I noticed that when I build a given C# or VB.NET source to produce a DLL, the binary output is different each time. It would be helpful for our build / deployment process if this was not the case. Can I control this?
A timestamp is going to be generated in the file, so you're never going to have complete, bit-for-bit, sameness.
It is probably versioning information in the assemblyinfo file that autoincrement at each build.

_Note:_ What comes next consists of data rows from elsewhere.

//! Namespace, tag, edge type, and index management.
//!
//! Every create uses the `IF NOT EXISTS` form, so repeating a call is a no-op.

use graphmap_core::naming::ensure_identifier;
use graphmap_core::{
    project_columns, to_schema_name, Entity, EntityDescriptor, Relation, RelationDescriptor,
    SchemaName, TypeRegistry, VidType,
};

use crate::client::{DropFailure, GraphClient, GraphError};
use crate::statements;
use crate::transport::{Cell, ResultSet};

/// Default indexed prefix length for string property indexes.
pub const DEFAULT_INDEX_LENGTH: u32 = 100;

/// Namespace creation parameters.
#[derive(Debug, Clone, Copy, PartialEq, Eq)]
pub struct SpaceOptions {
    pub partition_num: u32,
    pub replica_factor: u32,
    pub vid_type: VidType,
}

impl Default for SpaceOptions {
    fn default() -> Self {
        Self {
            partition_num: 100,
            replica_factor: 1,
            vid_type: VidType::default(),
        }
    }
}

fn schema_error(operation: &'static str, target: impl Into<String>) -> impl FnOnce(String) -> GraphError {
    let target = target.into();
    move |message| GraphError::Schema {
        operation,
        target,
        message,
    }
}

fn in_namespace(name: &str, namespace: &str) -> String {
    format!("{name} in namespace {namespace}")
}

fn names(result: &ResultSet) -> Vec<String> {
    result
        .column("Name")
        .filter_map(Cell::as_str)
        .map(str::to_string)
        .collect()
}

impl GraphClient {
    // ── Namespaces ───────────────────────────────────────────────

    pub async fn create_namespace(&self, name: &str, options: SpaceOptions) -> Result<(), GraphError> {
        ensure_identifier(name)?;
        let statement = statements::create_space(
            name,
            options.partition_num,
            options.replica_factor,
            options.vid_type,
        );
        let mut session = self.session(None).await?;
        session
            .execute_checked(&statement, schema_error("create namespace", name))
            .await?;

        tracing::info!(
            namespace = name,
            partition_num = options.partition_num,
            replica_factor = options.replica_factor,
            vid_type = %options.vid_type,
            "Created namespace"
        );
        Ok(())
    }

    pub async fn list_namespaces(&self) -> Result<Vec<String>, GraphError> {
        let mut session = self.session(None).await?;
        let result = session
            .execute_checked(statements::show_spaces(), schema_error("list", "namespaces"))
            .await?;
        Ok(names(&result))
    }

    pub async fn delete_namespace(&self, name: &str) -> Result<(), GraphError> {
        ensure_identifier(name)?;
        let mut session = self.session(None).await?;
        session
            .execute_checked(&statements::drop_space(name), schema_error("drop namespace", name))
            .await?;
        tracing::info!(namespace = name, "Dropped namespace");
        Ok(())
    }

    /// Drop every namespace. Each drop is attempted independently; if any
    /// fails, the result is [`GraphError::PartialDrop`] listing every failure.
    /// Returns the dropped names on full success.
    pub async fn delete_all_namespaces(&self) -> Result<Vec<String>, GraphError> {
        let namespaces = self.list_namespaces().await?;
        let mut dropped = Vec::with_capacity(namespaces.len());
        let mut failures = Vec::new();

        for namespace in namespaces {
            match self.delete_namespace(&namespace).await {
                Ok(()) => dropped.push(namespace),
                Err(e) => {
                    tracing::warn!(namespace = %namespace, error = %e, "Failed to drop namespace");
                    failures.push(DropFailure {
                        message: e.server_message().map_or_else(|| e.to_string(), str::to_string),
                        namespace,
                    });
                }
            }
        }

        if failures.is_empty() {
            Ok(dropped)
        } else {
            Err(GraphError::PartialDrop { dropped, failures })
        }
    }

    /// Wait until `namespace` can be selected, polling under the configured
    /// retry policy. Newly created namespaces take a heartbeat to appear.
    pub async fn wait_for_namespace(&self, namespace: &str) -> Result<(), GraphError> {
        let policy = &self.config().retry;
        let attempts = policy.attempts();
        let mut attempt = 1;
        loop {
            match self.session(Some(namespace)).await {
                Ok(_) => return Ok(()),
                Err(e @ GraphError::NamespaceSelection { .. }) => {
                    if attempt >= attempts {
                        return Err(GraphError::RetriesExhausted {
                            attempts,
                            last: Box::new(e),
                        });
                    }
                    let delay = policy.delay_after(attempt);
                    tracing::debug!(namespace, attempt, delay_ms = delay.as_millis() as u64, "Namespace not ready yet");
                    tokio::time::sleep(delay).await;
                    attempt += 1;
                }
                Err(e) => return Err(e),
            }
        }
    }

    // ── Tags ─────────────────────────────────────────────────────

    /// Create the tag projected from `descriptor`. Returns the tag name.
    pub async fn create_tag(
        &self,
        namespace: &str,
        descriptor: &EntityDescriptor,
    ) -> Result<SchemaName, GraphError> {
        let tag = to_schema_name(descriptor.type_name())?;
        ensure_identifier(tag.as_str())?;
        let columns = project_columns(descriptor)?;
        if columns.is_empty() {
            return Err(GraphError::Schema {
                operation: "create tag",
                target: in_namespace(tag.as_str(), namespace),
                message: format!("{} has no scalar fields", descriptor.type_name()),
            });
        }
        for column in &columns {
            ensure_identifier(&column.name)?;
        }

        let mut session = self.session(Some(namespace)).await?;
        session
            .execute_checked(
                &statements::create_tag(tag.as_str(), &columns),
                schema_error("create tag", in_namespace(tag.as_str(), namespace)),
            )
            .await?;

        tracing::info!(namespace, tag = %tag, columns = columns.len(), "Created tag");
        Ok(tag)
    }

    pub async fn create_tag_for<T: Entity>(&self, namespace: &str) -> Result<SchemaName, GraphError> {
        self.create_tag(namespace, T::descriptor()).await
    }

    pub async fn list_tags(&self, namespace: &str) -> Result<Vec<String>, GraphError> {
        let mut session = self.session(Some(namespace)).await?;
        let result = session
            .execute_checked(
                statements::show_tags(),
                schema_error("list tags", format!("in namespace {namespace}")),
            )
            .await?;
        Ok(names(&result))
    }

    pub async fn drop_tag(&self, namespace: &str, tag: &str) -> Result<(), GraphError> {
        ensure_identifier(tag)?;
        let mut session = self.session(Some(namespace)).await?;
        session
            .execute_checked(
                &statements::drop_tag(tag),
                schema_error("drop tag", in_namespace(tag, namespace)),
            )
            .await?;
        tracing::info!(namespace, tag, "Dropped tag");
        Ok(())
    }

    // ── Edge Types ───────────────────────────────────────────────

    /// Create the edge type for `relation`.
    ///
    /// With `with_properties`, the edge carries `source_node`/`target_node`
    /// string properties defaulting to the declared endpoint type names,
    /// alternatives joined with `" | "`.
    pub async fn create_edge_type(
        &self,
        namespace: &str,
        relation: &RelationDescriptor,
        with_properties: bool,
    ) -> Result<SchemaName, GraphError> {
        let edge = to_schema_name(relation.type_name())?;
        ensure_identifier(edge.as_str())?;

        let defaults = if with_properties {
            if relation.source_types().is_empty() || relation.target_types().is_empty() {
                return Err(GraphError::Schema {
                    operation: "create edge type",
                    target: in_namespace(edge.as_str(), namespace),
                    message: format!(
                        "{} does not declare both source and target types",
                        relation.type_name()
                    ),
                });
            }
            Some((
                relation.source_types().join(" | "),
                relation.target_types().join(" | "),
            ))
        } else {
            None
        };

        let statement = statements::create_edge(
            edge.as_str(),
            defaults.as_ref().map(|(s, t)| (s.as_str(), t.as_str())),
        );
        let mut session = self.session(Some(namespace)).await?;
        session
            .execute_checked(
                &statement,
                schema_error("create edge type", in_namespace(edge.as_str(), namespace)),
            )
            .await?;

        tracing::info!(namespace, edge = %edge, with_properties, "Created edge type");
        Ok(edge)
    }

    pub async fn create_edge_type_for<R: Relation>(
        &self,
        namespace: &str,
        with_properties: bool,
    ) -> Result<SchemaName, GraphError> {
        self.create_edge_type(namespace, R::descriptor(), with_properties)
            .await
    }

    // ── Indexes ──────────────────────────────────────────────────

    /// Index over the whole tag.
    pub async fn create_tag_index(
        &self,
        namespace: &str,
        tag: &str,
        index: &str,
    ) -> Result<(), GraphError> {
        self.run_index(
            namespace,
            index,
            tag,
            statements::create_tag_index(index, tag, None),
        )
        .await
    }

    /// Index over the whole edge type.
    pub async fn create_edge_type_index(
        &self,
        namespace: &str,
        edge: &str,
        index: &str,
    ) -> Result<(), GraphError> {
        self.run_index(
            namespace,
            index,
            edge,
            statements::create_edge_index(index, edge),
        )
        .await
    }

    /// Index over the first `length` characters of `property` on `tag`.
    /// Pass [`DEFAULT_INDEX_LENGTH`] for the usual prefix length.
    pub async fn create_index_on_property(
        &self,
        namespace: &str,
        tag: &str,
        index: &str,
        property: &str,
        length: u32,
    ) -> Result<(), GraphError> {
        ensure_identifier(property)?;
        self.run_index(
            namespace,
            index,
            tag,
            statements::create_tag_index(index, tag, Some((property, length))),
        )
        .await
    }

    async fn run_index(
        &self,
        namespace: &str,
        index: &str,
        schema: &str,
        statement: String,
    ) -> Result<(), GraphError> {
        ensure_identifier(index)?;
        ensure_identifier(schema)?;
        let mut session = self.session(Some(namespace)).await?;
        session
            .execute_checked(
                &statement,
                schema_error("create index", in_namespace(index, namespace)),
            )
            .await?;
        tracing::info!(namespace, index, schema, "Created index");
        Ok(())
    }

    // ── Bulk Setup ───────────────────────────────────────────────

    /// Create `namespace`, wait for it to become selectable, then create a
    /// tag for every registered entity and a property-carrying edge type for
    /// every registered relation.
    pub async fn create_defined_schemas(
        &self,
        namespace: &str,
        registry: &TypeRegistry,
        options: SpaceOptions,
    ) -> Result<(), GraphError> {
        self.create_namespace(namespace, options).await?;
        self.wait_for_namespace(namespace).await?;

        for entity in registry.entities() {
            self.create_tag(namespace, &entity.descriptor).await?;
        }
        for relation in registry.relations() {
            self.create_edge_type(namespace, &relation.descriptor, true)
                .await?;
        }

        tracing::info!(
            namespace,
            tags = registry.entities().count(),
            edge_types = registry.relations().count(),
            "Created defined schemas"
        );
        Ok(())
    }
}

If you set the version of the assembly manually there should be no difference
Are you doing a Build or a Re-Build?
With a Build the project will be skipped if the source is unchanged (even with auto-increment version *)

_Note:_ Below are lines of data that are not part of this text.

//! Deterministic content-derived vertex identifiers.
//!
//! The hash covers the schema name and every `field=literal` pair in record
//! order, so the same instance always lands on the same VID and re-inserting
//! it with `IF NOT EXISTS` is a no-op.

use crate::error::Result;
use crate::format::format_field;
use crate::naming::SchemaName;
use crate::types::Record;

/// Width of the default `FIXED_STRING(32)` vertex id type.
pub const DEFAULT_VID_WIDTH: usize = 32;

/// BLAKE3 content VID, hex-encoded and truncated to `DEFAULT_VID_WIDTH`.
pub fn content_vid(schema: &SchemaName, record: &Record) -> Result<String> {
    content_vid_with_width(schema, record, DEFAULT_VID_WIDTH)
}

/// BLAKE3 content VID truncated to `width` hex characters (at most 64).
pub fn content_vid_with_width(schema: &SchemaName, record: &Record, width: usize) -> Result<String> {
    let mut hasher = blake3::Hasher::new();
    hasher.update(schema.as_str().as_bytes());
    for (field, value) in record {
        hasher.update(&[0]);
        hasher.update(field.as_bytes());
        hasher.update(b"=");
        hasher.update(format_field(field, value)?.as_bytes());
    }
    let mut hex = hasher.finalize().to_hex().to_string();
    hex.truncate(width.min(hex.len()));
    Ok(hex)
}

#[cfg(test)]
mod tests {
    use super::*;
    use crate::naming::to_schema_name;
    use crate::types::Value;

    fn record(name: &str) -> Record {
        let mut record = Record::new();
        record.insert("name".into(), Value::from(name));
        record
    }

    #[test]
    fn same_content_same_vid() {
        let schema = to_schema_name("LibNode").unwrap();
        let a = content_vid(&schema, &record("lib_a")).unwrap();
        let b = content_vid(&schema, &record("lib_a")).unwrap();
        assert_eq!(a, b);
        assert_eq!(a.len(), DEFAULT_VID_WIDTH);
    }

    #[test]
    fn schema_and_values_both_matter() {
        let lib = to_schema_name("LibNode").unwrap();
        let onto = to_schema_name("OntologyNode").unwrap();
        let base = content_vid(&lib, &record("x")).unwrap();
        assert_ne!(base, content_vid(&onto, &record("x")).unwrap());
        assert_ne!(base, content_vid(&lib, &record("y")).unwrap());
    }

    #[test]
    fn width_is_capped_at_full_digest() {
        let schema = to_schema_name("LibNode").unwrap();
        let full = content_vid_with_width(&schema, &record("x"), 500).unwrap();
        assert_eq!(full.len(), 64);
    }
}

------ Build started: Project: ClassLibrary1, Configuration: Debug Any CPU ------
ClassLibrary1 -> C:\Users\schneider\AppData\Local\Temporary Projects\ClassLibrary1\bin\Debug\ClassLibrary1.dll
========== Build: 1 succeeded or up-to-date, 0 failed, 0 skipped ==========
With a Re-Build, everything is rebuilt.
The output is going to be different, I don't think you can control that.

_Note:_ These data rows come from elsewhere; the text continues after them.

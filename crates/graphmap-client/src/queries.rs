//! Read operations for the graph.

use graphmap_core::entity::validate_record;
use graphmap_core::naming::ensure_identifier;
use graphmap_core::{Entity, Record, SchemaName, TypeRegistry};

use crate::client::{GraphClient, GraphError};
use crate::statements;
use crate::transport::{ResultSet, VertexData};

/// A vertex resolved against the type registry.
#[derive(Debug, Clone, PartialEq)]
pub struct Vertex {
    pub vid: String,
    pub schema: SchemaName,
    /// Declared type name of the registered entity, e.g. `PdfNode`.
    pub type_name: String,
    pub properties: Record,
}

impl Vertex {
    /// Decode the properties as entity `T`.
    pub fn decode<T: Entity>(&self) -> Result<T, GraphError> {
        T::from_record(&self.properties).map_err(|e| GraphError::Read {
            operation: "decode vertex",
            target: format!("{:?} as {}", self.vid, T::descriptor().type_name()),
            message: e.to_string(),
        })
    }
}

fn vertices(result: &ResultSet) -> Result<Vec<&VertexData>, String> {
    let index = result
        .column_index("n")
        .ok_or_else(|| "result has no `n` column".to_string())?;
    result
        .rows()
        .iter()
        .map(|row| {
            row.get(index)
                .and_then(|cell| cell.as_vertex())
                .ok_or_else(|| "result row does not hold a vertex".to_string())
        })
        .collect()
}

impl GraphClient {
    /// Fetch the property records of every vertex tagged `tag`, with vids.
    pub async fn get_vertex_records(
        &self,
        namespace: &str,
        tag: &str,
    ) -> Result<Vec<(String, Record)>, GraphError> {
        ensure_identifier(tag)?;
        let target = format!("{tag} vertices in namespace {namespace}");
        let read_error = |message: String| GraphError::Read {
            operation: "fetch",
            target: target.clone(),
            message,
        };

        let mut session = self.session(Some(namespace)).await?;
        let result = session
            .execute_checked(&statements::match_by_tag(tag), read_error)
            .await?;

        vertices(&result)
            .map_err(read_error)?
            .into_iter()
            .map(|vertex| {
                vertex
                    .tags
                    .get(tag)
                    .cloned()
                    .map(|record| (vertex.vid.clone(), record))
                    .ok_or_else(|| read_error(format!("vertex {:?} lacks tag {tag}", vertex.vid)))
            })
            .collect()
    }

    /// Fetch every vertex of entity type `T` and decode it.
    ///
    /// Fails with `Read` if the query fails or any vertex's properties do
    /// not satisfy `T`'s descriptor.
    pub async fn get_vertices_by_type<T: Entity>(
        &self,
        namespace: &str,
    ) -> Result<Vec<T>, GraphError> {
        let tag = T::schema_name()?;
        let records = self.get_vertex_records(namespace, tag.as_str()).await?;

        let mut entities = Vec::with_capacity(records.len());
        for (vid, record) in records {
            let decoded = validate_record(T::descriptor(), &record).and_then(|()| T::from_record(&record));
            match decoded {
                Ok(entity) => entities.push(entity),
                Err(e) => {
                    return Err(GraphError::Read {
                        operation: "decode vertex",
                        target: format!("{vid:?} as {}", T::descriptor().type_name()),
                        message: e.to_string(),
                    })
                }
            }
        }
        tracing::debug!(namespace, tag = %tag, count = entities.len(), "Fetched vertices");
        Ok(entities)
    }

    /// Fetch one vertex by id and resolve its tag through `registry`.
    ///
    /// `NotFound` if no vertex has this id, `AmbiguousType` if it carries
    /// more than one tag, `Read` if the tag is unregistered or the properties
    /// do not satisfy the registered descriptor.
    pub async fn get_vertex_by_id(
        &self,
        namespace: &str,
        vid: &str,
        registry: &TypeRegistry,
    ) -> Result<Vertex, GraphError> {
        let target = format!("{vid:?} in namespace {namespace}");
        let read_error = |message: String| GraphError::Read {
            operation: "fetch vertex",
            target: target.clone(),
            message,
        };

        let mut session = self.session(Some(namespace)).await?;
        let result = session
            .execute_checked(&statements::match_by_id(vid), read_error)
            .await?;
        session.release();

        let found = vertices(&result).map_err(read_error)?;
        let Some(vertex) = found.first() else {
            return Err(GraphError::NotFound {
                namespace: namespace.to_string(),
                vid: vid.to_string(),
            });
        };

        let mut tags = vertex.tags.iter();
        let (tag, properties) = match (tags.next(), tags.next()) {
            (Some(only), None) => only,
            (None, _) => return Err(read_error("vertex carries no tag".to_string())),
            (Some(_), Some(_)) => {
                return Err(GraphError::AmbiguousType {
                    namespace: namespace.to_string(),
                    vid: vid.to_string(),
                    tags: vertex.tags.keys().cloned().collect(),
                })
            }
        };

        let registered = registry
            .entity(tag)
            .ok_or_else(|| read_error(format!("tag {tag} is not registered")))?;
        validate_record(&registered.descriptor, properties)
            .map_err(|e| read_error(e.to_string()))?;

        Ok(Vertex {
            vid: vertex.vid.clone(),
            schema: registered.schema.clone(),
            type_name: registered.descriptor.type_name().to_string(),
            properties: properties.clone(),
        })
    }
}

You could probably skip the compilation step for a particular project that didn't get changed and copy an earlier version instead. I wouldn;t recommend it, becuase that kind of defeats the purpose of having a build process. A lot of dev teams automatically have the build process increase the version number, even if there were no changes, just to indicate which build generated the dll.
I'm just curious why you want the output to be the same? Perhaps you're fixing a symptom rather than the cause. If you didn't expect any changes to the output, why start the build in the first place?